ACTIVITY:
The complete set of records should be given again verbatim.

[Stored data]
= = =

// SPDX-License-Identifier: BUSL-1.1
// Copyright (c) 2026 Alfred Jean LLC

//! Logical file systems: per-mount-point bookkeeping of stored files,
//! reservations, pinning, and eviction.
//!
//! Space conservation invariant, checked in tests:
//! `free + sum(stored sizes) + reserved == total`.

use gantry_core::{canonical_path, FailureCause, File, FileId, ServiceName};
use indexmap::IndexMap;

/// What happens when a reservation does not fit.
#[derive(Debug, Clone, Copy, PartialEq, Eq, Default)]
pub enum EvictionPolicy {
    /// The reservation fails.
    #[default]
    None,
    /// Unpinned files are evicted in ascending last-read order until the
    /// reservation fits or nothing evictable remains.
    Lru,
}

#[derive(Debug, Clone, PartialEq)]
pub struct FileMeta {
    pub size: u64,
    pub last_write_date: f64,
    pub last_read_date: f64,
    pub pinned: u32,
}

/// One mount point's worth of storage state.
#[derive(Debug)]
pub struct LogicalFileSystem {
    mount: String,
    total: u64,
    free: u64,
    reserved: u64,
    policy: EvictionPolicy,
    /// directory path -> file -> metadata
    dirs: IndexMap<String, IndexMap<FileId, FileMeta>>,
    /// `/dev/null` sink: infinite capacity, no state retained.
    sink: bool,
}

impl LogicalFileSystem {
    pub fn new(mount: &str, total_capacity: u64, policy: EvictionPolicy) -> Self {
        let mount = canonical_path(mount);
        let sink = mount == "/dev/null";
        Self {
            mount,
            total: total_capacity,
            free: total_capacity,
            reserved: 0,
            policy,
            dirs: IndexMap::new(),
            sink,
        }
    }

    pub fn mount(&self) -> &str {
        &self.mount
    }

    pub fn total_capacity(&self) -> u64 {
        self.total
    }

    pub fn free_space(&self) -> u64 {
        if self.sink {
            u64::MAX
        } else {
            self.free
        }
    }

    pub fn reserved_space(&self) -> u64 {
        self.reserved
    }

    pub fn occupied_space(&self) -> u64 {
        self.dirs.values().flat_map(|d| d.values()).map(|m| m.size).sum()
    }

    pub fn is_sink(&self) -> bool {
        self.sink
    }

    /// Reserve `size` bytes ahead of a write, evicting per policy.
    pub fn reserve(
        &mut self,
        size: u64,
        service: &ServiceName,
        now: f64,
    ) -> Result<(), FailureCause> {
        if self.sink {
            return Ok(());
        }
        if self.free < size && self.policy == EvictionPolicy::Lru {
            self.evict_lru_until(size, now);
        }
        if self.free < size {
            return Err(FailureCause::StorageNotEnoughSpace {
                service: service.clone(),
                needed: size,
                available: self.free,
            });
        }
        self.free -= size;
        self.reserved += size;
        Ok(())
    }

    /// Return a reservation unused (failed or aborted write). A no-op
    /// beyond what is actually reserved.
    pub fn release_reservation(&mut self, size: u64) {
        if self.sink {
            return;
        }
        let returned = size.min(self.reserved);
        self.reserved -= returned;
        self.free += returned;
    }

    /// Convert a reservation into a stored file.
    pub fn commit(&mut self, path: &str, file: &File, now: f64) {
        if self.sink {
            return;
        }
        let size = file.size().min(self.reserved);
        self.reserved -= size;
        self.dirs.entry(canonical_path(path)).or_default().insert(
            file.id().clone(),
            FileMeta { size: file.size(), last_write_date: now, last_read_date: now, pinned: 0 },
        );
    }

    /// Store a file directly (staging before launch); requires free
    /// space, no eviction, no overwrite.
    pub fn store(
        &mut self,
        path: &str,
        file: &File,
        service: &ServiceName,
        now: f64,
    ) -> Result<(), FailureCause> {
        if self.sink {
            return Ok(());
        }
        if self.contains(path, file.id()) {
            return Err(FailureCause::FileAlreadyThere {
                file: file.id().clone(),
                location: format!("{}:{}", self.mount, canonical_path(path)),
            });
        }
        if self.free < file.size() {
            return Err(FailureCause::StorageNotEnoughSpace {
                service: service.clone(),
                needed: file.size(),
                available: self.free,
            });
        }
        self.free -= file.size();
        self.dirs.entry(canonical_path(path)).or_default().insert(
            file.id().clone(),
            FileMeta { size: file.size(), last_write_date: now, last_read_date: now, pinned: 0 },
        );
        Ok(())
    }

    pub fn contains(&self, path: &str, file: &FileId) -> bool {
        if self.sink {
            return false;
        }
        self.dirs
            .get(&canonical_path(path))
            .map(|d| d.contains_key(file))
            .unwrap_or(false)
    }

    pub fn meta(&self, path: &str, file: &FileId) -> Option<&FileMeta> {
        self.dirs.get(&canonical_path(path))?.get(file)
    }

    /// Remove a stored file, returning its size.
    pub fn remove(&mut self, path: &str, file: &FileId) -> Result<u64, FailureCause> {
        if self.sink {
            return Err(FailureCause::FileNotFound {
                file: file.clone(),
                location: format!("{}:{}", self.mount, path),
            });
        }
        let dir = canonical_path(path);
        let meta = self
            .dirs
            .get_mut(&dir)
            .and_then(|d| d.shift_remove(file))
            .ok_or_else(|| FailureCause::FileNotFound {
                file: file.clone(),
                location: format!("{}:{}", self.mount, dir),
            })?;
        self.free += meta.size;
        Ok(meta.size)
    }

    pub fn touch_read(&mut self, path: &str, file: &FileId, now: f64) {
        if let Some(m) = self.dirs.get_mut(&canonical_path(path)).and_then(|d| d.get_mut(file)) {
            m.last_read_date = now;
        }
    }

    /// Pin a file against eviction (and concurrent deletion) while a
    /// transfer is in flight.
    pub fn pin(&mut self, path: &str, file: &FileId) {
        if let Some(m) = self.dirs.get_mut(&canonical_path(path)).and_then(|d| d.get_mut(file)) {
            m.pinned += 1;
        }
    }

    pub fn unpin(&mut self, path: &str, file: &FileId) {
        if let Some(m) = self.dirs.get_mut(&canonical_path(path)).and_then(|d| d.get_mut(file)) {
            m.pinned = m.pinned.saturating_sub(1);
        }
    }

    /// All files under the mount (for scratch cleanup).
    pub fn all_files(&self) -> Vec<(String, FileId)> {
        self.dirs
            .iter()
            .flat_map(|(dir, files)| files.keys().map(move |f| (dir.clone(), f.clone())))
            .collect()
    }

    fn evict_lru_until(&mut self, needed: u64, _now: f64) {
        while self.free < needed {
            // Oldest unpinned read date across every directory.
            let victim = self
                .dirs
                .iter()
                .flat_map(|(dir, files)| {
                    files
                        .iter()
                        .filter(|(_, m)| m.pinned == 0)
                        .map(move |(id, m)| (dir.clone(), id.clone(), m.last_read_date))
                })
                .min_by(|a, b| a.2.total_cmp(&b.2));
            let Some((dir, id, _)) = victim else { return };
            if let Some(meta) = self.dirs.get_mut(&dir).and_then(|d| d.shift_remove(&id)) {
                tracing::debug!(mount = %self.mount, file = %id, "evicted (lru)");
                self.free += meta.size;
            }
        }
    }
}

#[cfg(test)]
#[path = "lfs_tests.rs"]
mod tests;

= = =

RESPONSE:
// SPDX-License-Identifier: BUSL-1.1
// Copyright (c) 2026 Alfred Jean LLC

//! Logical file systems: per-mount-point bookkeeping of stored files,
//! reservations, pinning, and eviction.
//!
//! Space conservation invariant, checked in tests:
//! `free + sum(stored sizes) + reserved == total`.

use gantry_core::{canonical_path, FailureCause, File, FileId, ServiceName};
use indexmap::IndexMap;

/// What happens when a reservation does not fit.
#[derive(Debug, Clone, Copy, PartialEq, Eq, Default)]
pub enum EvictionPolicy {
    /// The reservation fails.
    #[default]
    None,
    /// Unpinned files are evicted in ascending last-read order until the
    /// reservation fits or nothing evictable remains.
    Lru,
}

#[derive(Debug, Clone, PartialEq)]
pub struct FileMeta {
    pub size: u64,
    pub last_write_date: f64,
    pub last_read_date: f64,
    pub pinned: u32,
}

/// One mount point's worth of storage state.
#[derive(Debug)]
pub struct LogicalFileSystem {
    mount: String,
    total: u64,
    free: u64,
    reserved: u64,
    policy: EvictionPolicy,
    /// directory path -> file -> metadata
    dirs: IndexMap<String, IndexMap<FileId, FileMeta>>,
    /// `/dev/null` sink: infinite capacity, no state retained.
    sink: bool,
}

impl LogicalFileSystem {
    pub fn new(mount: &str, total_capacity: u64, policy: EvictionPolicy) -> Self {
        let mount = canonical_path(mount);
        let sink = mount == "/dev/null";
        Self {
            mount,
            total: total_capacity,
            free: total_capacity,
            reserved: 0,
            policy,
            dirs: IndexMap::new(),
            sink,
        }
    }

    pub fn mount(&self) -> &str {
        &self.mount
    }

    pub fn total_capacity(&self) -> u64 {
        self.total
    }

    pub fn free_space(&self) -> u64 {
        if self.sink {
            u64::MAX
        } else {
            self.free
        }
    }

    pub fn reserved_space(&self) -> u64 {
        self.reserved
    }

    pub fn occupied_space(&self) -> u64 {
        self.dirs.values().flat_map(|d| d.values()).map(|m| m.size).sum()
    }

    pub fn is_sink(&self) -> bool {
        self.sink
    }

    /// Reserve `size` bytes ahead of a write, evicting per policy.
    pub fn reserve(
        &mut self,
        size: u64,
        service: &ServiceName,
        now: f64,
    ) -> Result<(), FailureCause> {
        if self.sink {
            return Ok(());
        }
        if self.free < size && self.policy == EvictionPolicy::Lru {
            self.evict_lru_until(size, now);
        }
        if self.free < size {
            return Err(FailureCause::StorageNotEnoughSpace {
                service: service.clone(),
                needed: size,
                available: self.free,
            });
        }
        self.free -= size;
        self.reserved += size;
        Ok(())
    }

    /// Return a reservation unused (failed or aborted write). A no-op
    /// beyond what is actually reserved.
    pub fn release_reservation(&mut self, size: u64) {
        if self.sink {
            return;
        }
        let returned = size.min(self.reserved);
        self.reserved -= returned;
        self.free += returned;
    }

    /// Convert a reservation into a stored file.
    pub fn commit(&mut self, path: &str, file: &File, now: f64) {
        if self.sink {
            return;
        }
        let size = file.size().min(self.reserved);
        self.reserved -= size;
        self.dirs.entry(canonical_path(path)).or_default().insert(
            file.id().clone(),
            FileMeta { size: file.size(), last_write_date: now, last_read_date: now, pinned: 0 },
        );
    }

    /// Store a file directly (staging before launch); requires free
    /// space, no eviction, no overwrite.
    pub fn store(
        &mut self,
        path: &str,
        file: &File,
        service: &ServiceName,
        now: f64,
    ) -> Result<(), FailureCause> {
        if self.sink {
            return Ok(());
        }
        if self.contains(path, file.id()) {
            return Err(FailureCause::FileAlreadyThere {
                file: file.id().clone(),
                location: format!("{}:{}", self.mount, canonical_path(path)),
            });
        }
        if self.free < file.size() {
            return Err(FailureCause::StorageNotEnoughSpace {
                service: service.clone(),
                needed: file.size(),
                available: self.free,
            });
        }
        self.free -= file.size();
        self.dirs.entry(canonical_path(path)).or_default().insert(
            file.id().clone(),
            FileMeta { size: file.size(), last_write_date: now, last_read_date: now, pinned: 0 },
        );
        Ok(())
    }

    pub fn contains(&self, path: &str, file: &FileId) -> bool {
        if self.sink {
            return false;
        }
        self.dirs
            .get(&canonical_path(path))
            .map(|d| d.contains_key(file))
            .unwrap_or(false)
    }

    pub fn meta(&self, path: &str, file: &FileId) -> Option<&FileMeta> {
        self.dirs.get(&canonical_path(path))?.get(file)
    }

    /// Remove a stored file, returning its size.
    pub fn remove(&mut self, path: &str, file: &FileId) -> Result<u64, FailureCause> {
        if self.sink {
            return Err(FailureCause::FileNotFound {
                file: file.clone(),
                location: format!("{}:{}", self.mount, path),
            });
        }
        let dir = canonical_path(path);
        let meta = self
            .dirs
            .get_mut(&dir)
            .and_then(|d| d.shift_remove(file))
            .ok_or_else(|| FailureCause::FileNotFound {
                file: file.clone(),
                location: format!("{}:{}", self.mount, dir),
            })?;
        self.free += meta.size;
        Ok(meta.size)
    }

    pub fn touch_read(&mut self, path: &str, file: &FileId, now: f64) {
        if let Some(m) = self.dirs.get_mut(&canonical_path(path)).and_then(|d| d.get_mut(file)) {
            m.last_read_date = now;
        }
    }

    /// Pin a file against eviction (and concurrent deletion) while a
    /// transfer is in flight.
    pub fn pin(&mut self, path: &str, file: &FileId) {
        if let Some(m) = self.dirs.get_mut(&canonical_path(path)).and_then(|d| d.get_mut(file)) {
            m.pinned += 1;
        }
    }

    pub fn unpin(&mut self, path: &str, file: &FileId) {
        if let Some(m) = self.dirs.get_mut(&canonical_path(path)).and_then(|d| d.get_mut(file)) {
            m.pinned = m.pinned.saturating_sub(1);
        }
    }

    /// All files under the mount (for scratch cleanup).
    pub fn all_files(&self) -> Vec<(String, FileId)> {
        self.dirs
            .iter()
            .flat_map(|(dir, files)| files.keys().map(move |f| (dir.clone(), f.clone())))
            .collect()
    }

    fn evict_lru_until(&mut self, needed: u64, _now: f64) {
        while self.free < needed {
            // Oldest unpinned read date across every directory.
            let victim = self
                .dirs
                .iter()
                .flat_map(|(dir, files)| {
                    files
                        .iter()
                        .filter(|(_, m)| m.pinned == 0)
                        .map(move |(id, m)| (dir.clone(), id.clone(), m.last_read_date))
                })
                .min_by(|a, b| a.2.total_cmp(&b.2));
            let Some((dir, id, _)) = victim else { return };
            if let Some(meta) = self.dirs.get_mut(&dir).and_then(|d| d.shift_remove(&id)) {
                tracing::debug!(mount = %self.mount, file = %id, "evicted (lru)");
                self.free += meta.size;
            }
        }
    }
}

#[cfg(test)]
#[path = "lfs_tests.rs"]
mod tests;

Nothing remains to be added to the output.